REQUIREMENT: Within the records below, find each line with the word "PartialEq" and copy it out.

STORED DATA:
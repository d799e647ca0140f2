use std::{error::Error, fmt::Debug, fmt::Display, hash::Hash};

use graph::{Degree, DegreeReport};
use types::Direction;

pub mod graph;
pub mod types;

pub use graph::{
    adjacency_list::AdjacencyListGraph, adjacency_matrix::AdjacencyMatrixGraph,
    edge_list::EdgeListGraph,
};

#[derive(Debug, PartialEq, Eq)]
pub enum GraphError {
    EmptyVertex(usize),
}

impl Error for GraphError {}

impl Display for GraphError {
    fn fmt(&self, f: &mut std::fmt::Formatter<'_>) -> std::fmt::Result {
        match self {
            Self::EmptyVertex(position) => {
                write!(f, "vertex at position {} has an empty name", position)
            }
        }
    }
}

/// Identifier of a vertex.
///
/// Only equality and hashing are required. Representations keep their own
/// insertion order, so no ordering on the identifier itself is needed.
pub trait Vertex: Clone + Eq + Hash + Debug {}

impl<T> Vertex for T where T: Clone + Eq + Hash + Debug {}

/// Mutable graph over vertex identifiers of type [`Graph::V`].
///
/// Absence is never an error: reading an unknown vertex yields an empty
/// result and removing one is a no-op. Directedness is chosen per call
/// through [`Direction`] and is not stored; an undirected edge is recorded
/// as the two directed relations `origin -> destination` and
/// `destination -> origin`.
pub trait Graph: Default {
    type V: Vertex;

    fn vertex_count(&self) -> usize;

    /// Number of stored directed relations.
    fn edge_count(&self) -> usize;

    /// Returns an iterator over all vertices in insertion order.
    fn vertices<'a>(&'a self) -> impl Iterator<Item = &'a Self::V>
    where
        Self::V: 'a;

    fn contains_vertex(&self, vertex: &Self::V) -> bool;

    /// Adds `vertex` without any edges.
    ///
    /// Returns `false` and leaves the graph untouched if the vertex already
    /// exists.
    fn insert_vertex(&mut self, vertex: Self::V) -> bool;

    /// Records `origin -> destination`, plus the reverse relation when
    /// `direction` is [`Direction::Undirected`].
    ///
    /// Missing endpoints are inserted first. Returns `true` if at least one
    /// relation was newly recorded.
    fn insert_edge(
        &mut self,
        origin: Self::V,
        destination: Self::V,
        direction: Direction,
    ) -> bool;

    /// Removes `origin -> destination`, plus the reverse relation when
    /// `direction` is [`Direction::Undirected`].
    ///
    /// Returns `true` if at least one relation was removed.
    fn remove_edge(
        &mut self,
        origin: &Self::V,
        destination: &Self::V,
        direction: Direction,
    ) -> bool;

    /// Removes `vertex` and every edge it is an endpoint of.
    fn remove_vertex(&mut self, vertex: &Self::V) -> bool;

    fn edge_exists(&self, origin: &Self::V, destination: &Self::V) -> bool;

    /// Returns the vertices reachable from `vertex` over a single outgoing
    /// edge.
    ///
    /// The order is fixed by the insertion history. Unknown vertices have no
    /// neighbors.
    fn neighbors<'a>(&'a self, vertex: &Self::V) -> impl Iterator<Item = &'a Self::V>
    where
        Self::V: 'a;

    /// Computes the degree of every vertex by a full scan of the graph.
    fn degrees(&self) -> DegreeReport<Self::V>;

    fn degree(&self, vertex: &Self::V) -> Degree {
        self.degrees().get(vertex).unwrap_or_default()
    }

    /// Returns true if every consecutive pair of `path` is connected by an
    /// edge in that direction.
    ///
    /// Paths with fewer than two vertices are trivially valid, even if the
    /// vertex is unknown.
    fn valid_path(&self, path: &[Self::V]) -> bool {
        path.windows(2).all(|pair| self.edge_exists(&pair[0], &pair[1]))
    }
}
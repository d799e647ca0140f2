use std::slice;

use rustc_hash::FxHashMap;
use serde::{Serialize, Serializer, ser::SerializeMap};

use crate::Vertex;

pub mod adjacency_list;
pub mod adjacency_matrix;
pub mod edge_list;

/// Ordered set of unique vertices.
///
/// Every vertex has a position which equals its rank in insertion order
/// among the vertices still present. Removing a vertex shifts all later
/// positions down by one.
#[derive(Debug, Clone)]
pub struct VertexSet<V> {
    vertices: Vec<V>,
    positions: FxHashMap<V, usize>,
}

impl<V: Vertex> VertexSet<V> {
    pub fn new() -> Self {
        Self {
            vertices: Vec::new(),
            positions: FxHashMap::default(),
        }
    }

    pub fn len(&self) -> usize {
        self.vertices.len()
    }

    pub fn is_empty(&self) -> bool {
        self.vertices.is_empty()
    }

    pub fn contains(&self, vertex: &V) -> bool {
        self.positions.contains_key(vertex)
    }

    pub fn index_of(&self, vertex: &V) -> Option<usize> {
        self.positions.get(vertex).copied()
    }

    pub fn get(&self, index: usize) -> Option<&V> {
        self.vertices.get(index)
    }

    /// Appends `vertex` and returns its position, or `None` if it is already
    /// a member.
    pub fn insert(&mut self, vertex: V) -> Option<usize> {
        if self.positions.contains_key(&vertex) {
            return None;
        }

        let index = self.vertices.len();
        self.positions.insert(vertex.clone(), index);
        self.vertices.push(vertex);

        Some(index)
    }

    /// Removes `vertex` and returns the position it had before removal.
    pub fn remove(&mut self, vertex: &V) -> Option<usize> {
        let index = self.positions.remove(vertex)?;
        self.vertices.remove(index);

        for shifted in &self.vertices[index..] {
            if let Some(position) = self.positions.get_mut(shifted) {
                *position -= 1;
            }
        }

        Some(index)
    }

    pub fn iter(&self) -> slice::Iter<'_, V> {
        self.vertices.iter()
    }

    pub fn as_slice(&self) -> &[V] {
        &self.vertices
    }
}

impl<V: Vertex> Default for VertexSet<V> {
    fn default() -> Self {
        VertexSet::new()
    }
}

impl<V: PartialEq> PartialEq for VertexSet<V> {
    fn eq(&self, other: &Self) -> bool {
        self.vertices.eq(&other.vertices)
    }
}

impl<'a, V: Vertex> IntoIterator for &'a VertexSet<V> {
    type Item = &'a V;
    type IntoIter = slice::Iter<'a, V>;

    fn into_iter(self) -> Self::IntoIter {
        self.iter()
    }
}

/// Incoming, outgoing and total edge count of a single vertex.
#[derive(Debug, Clone, Copy, PartialEq, Eq, Default, Serialize)]
pub struct Degree {
    #[serde(rename = "in")]
    incoming: usize,
    #[serde(rename = "out")]
    outgoing: usize,
    total: usize,
}

impl Degree {
    pub fn new(incoming: usize, outgoing: usize) -> Self {
        Self {
            incoming,
            outgoing,
            total: incoming + outgoing,
        }
    }

    pub fn incoming(&self) -> usize {
        self.incoming
    }

    pub fn outgoing(&self) -> usize {
        self.outgoing
    }

    pub fn total(&self) -> usize {
        self.total
    }

    pub(crate) fn count_incoming(&mut self) {
        self.incoming += 1;
        self.total += 1;
    }

    pub(crate) fn count_outgoing(&mut self) {
        self.outgoing += 1;
        self.total += 1;
    }
}

/// Result of a degree computation, in vertex order.
///
/// `Undirected` is only produced by the adjacency matrix when its edge set
/// happens to be symmetric. That classification is recomputed on every call
/// and is a heuristic: a graph meant to be undirected but missing one reverse
/// relation is reported as `Directed`.
#[derive(Debug, Clone, PartialEq, Eq)]
pub enum DegreeReport<V> {
    Directed(Vec<(V, Degree)>),
    Undirected(Vec<(V, usize)>),
}

impl<V: Vertex> DegreeReport<V> {
    /// Returns the degree of `vertex`.
    ///
    /// An undirected degree `d` is reported as `d` incoming and `d` outgoing
    /// relations, which is what the underlying symmetric edge set stores.
    pub fn get(&self, vertex: &V) -> Option<Degree> {
        self.iter().find(|(v, _)| *v == vertex).map(|(_, d)| d)
    }

    /// Returns the single degree of `vertex` if the report is undirected.
    pub fn undirected_degree(&self, vertex: &V) -> Option<usize> {
        match self {
            Self::Directed(_) => None,
            Self::Undirected(entries) => entries
                .iter()
                .find(|(v, _)| v == vertex)
                .map(|(_, d)| *d),
        }
    }

    pub fn iter(&self) -> Box<dyn Iterator<Item = (&V, Degree)> + '_> {
        match self {
            Self::Directed(entries) => Box::new(entries.iter().map(|(v, d)| (v, *d))),
            Self::Undirected(entries) => {
                Box::new(entries.iter().map(|(v, d)| (v, Degree::new(*d, *d))))
            }
        }
    }

    pub fn len(&self) -> usize {
        match self {
            Self::Directed(entries) => entries.len(),
            Self::Undirected(entries) => entries.len(),
        }
    }

    pub fn is_empty(&self) -> bool {
        self.len() == 0
    }

    pub fn is_undirected(&self) -> bool {
        matches!(self, Self::Undirected(_))
    }
}

impl<V: Serialize> Serialize for DegreeReport<V> {
    fn serialize<S>(&self, serializer: S) -> Result<S::Ok, S::Error>
    where
        S: Serializer,
    {
        match self {
            Self::Directed(entries) => {
                let mut map = serializer.serialize_map(Some(entries.len()))?;
                for (vertex, degree) in entries {
                    map.serialize_entry(vertex, degree)?;
                }
                map.end()
            }
            Self::Undirected(entries) => {
                let mut map = serializer.serialize_map(Some(entries.len()))?;
                for (vertex, degree) in entries {
                    map.serialize_entry(vertex, degree)?;
                }
                map.end()
            }
        }
    }
}
use sqlx::SqlitePool;
use time::OffsetDateTime;

use crate::auth::User;

impl User {
    /// Find a user by email. Callers normalize the email first.
    pub async fn find_by_email(db: &SqlitePool, email: &str) -> anyhow::Result<Option<User>> {
        let user = sqlx::query_as::<_, User>(
            r#"
            SELECT id, email, name, password_hash, role, created_at, updated_at
            FROM users
            WHERE email = ?
            "#,
        )
        .bind(email)
        .fetch_optional(db)
        .await?;
        Ok(user)
    }

    /// Find a user by id.
    pub async fn find_by_id(db: &SqlitePool, id: i64) -> anyhow::Result<Option<User>> {
        let user = sqlx::query_as::<_, User>(
            r#"
            SELECT id, email, name, password_hash, role, created_at, updated_at
            FROM users
            WHERE id = ?
            "#,
        )
        .bind(id)
        .fetch_optional(db)
        .await?;
        Ok(user)
    }

    /// Create a new user with hashed password. Role defaults to 'user'.
    pub async fn create(
        db: &SqlitePool,
        email: &str,
        name: &str,
        password_hash: &str,
    ) -> anyhow::Result<User> {
        let now = OffsetDateTime::now_utc();
        let user = sqlx::query_as::<_, User>(
            r#"
            INSERT INTO users (email, name, password_hash, created_at, updated_at)
            VALUES (?, ?, ?, ?, ?)
            RETURNING id, email, name, password_hash, role, created_at, updated_at
            "#,
        )
        .bind(email)
        .bind(name)
        .bind(password_hash)
        .bind(now)
        .bind(now)
        .fetch_one(db)
        .await?;
        Ok(user)
    }
}
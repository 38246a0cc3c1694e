use argon2::{
    password_hash::{PasswordHash, PasswordHasher, PasswordVerifier, SaltString},
    Argon2,
};
use rand::rngs::OsRng;
use tracing::error;

/// Hashes a password with a fresh random salt. The same input produces a
/// different hash on every call, and all of them verify.
pub fn hash_password(plain: &str) -> anyhow::Result<String> {
    let salt = SaltString::generate(&mut OsRng);
    let argon2 = Argon2::default();
    let hash = argon2
        .hash_password(plain.as_bytes(), &salt)
        .map_err(|e| {
            error!(error = %e, "argon2 hash_password error");
            anyhow::anyhow!(e.to_string())
        })?
        .to_string();
    Ok(hash)
}

pub fn verify_password(plain: &str, hash: &str) -> anyhow::Result<bool> {
    let parsed = PasswordHash::new(hash).map_err(|e| {
        error!(error = %e, "argon2 parse hash error");
        anyhow::anyhow!(e.to_string())
    })?;
    Ok(Argon2::default()
        .verify_password(plain.as_bytes(), &parsed)
        .is_ok())
}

EXERCISE OUTPUT:
#[derive(Debug, PartialEq, Eq)]
impl<V: PartialEq> PartialEq for VertexSet<V> {
#[derive(Debug, Clone, Copy, PartialEq, Eq, Default, Serialize)]
#[derive(Debug, Clone, PartialEq, Eq)]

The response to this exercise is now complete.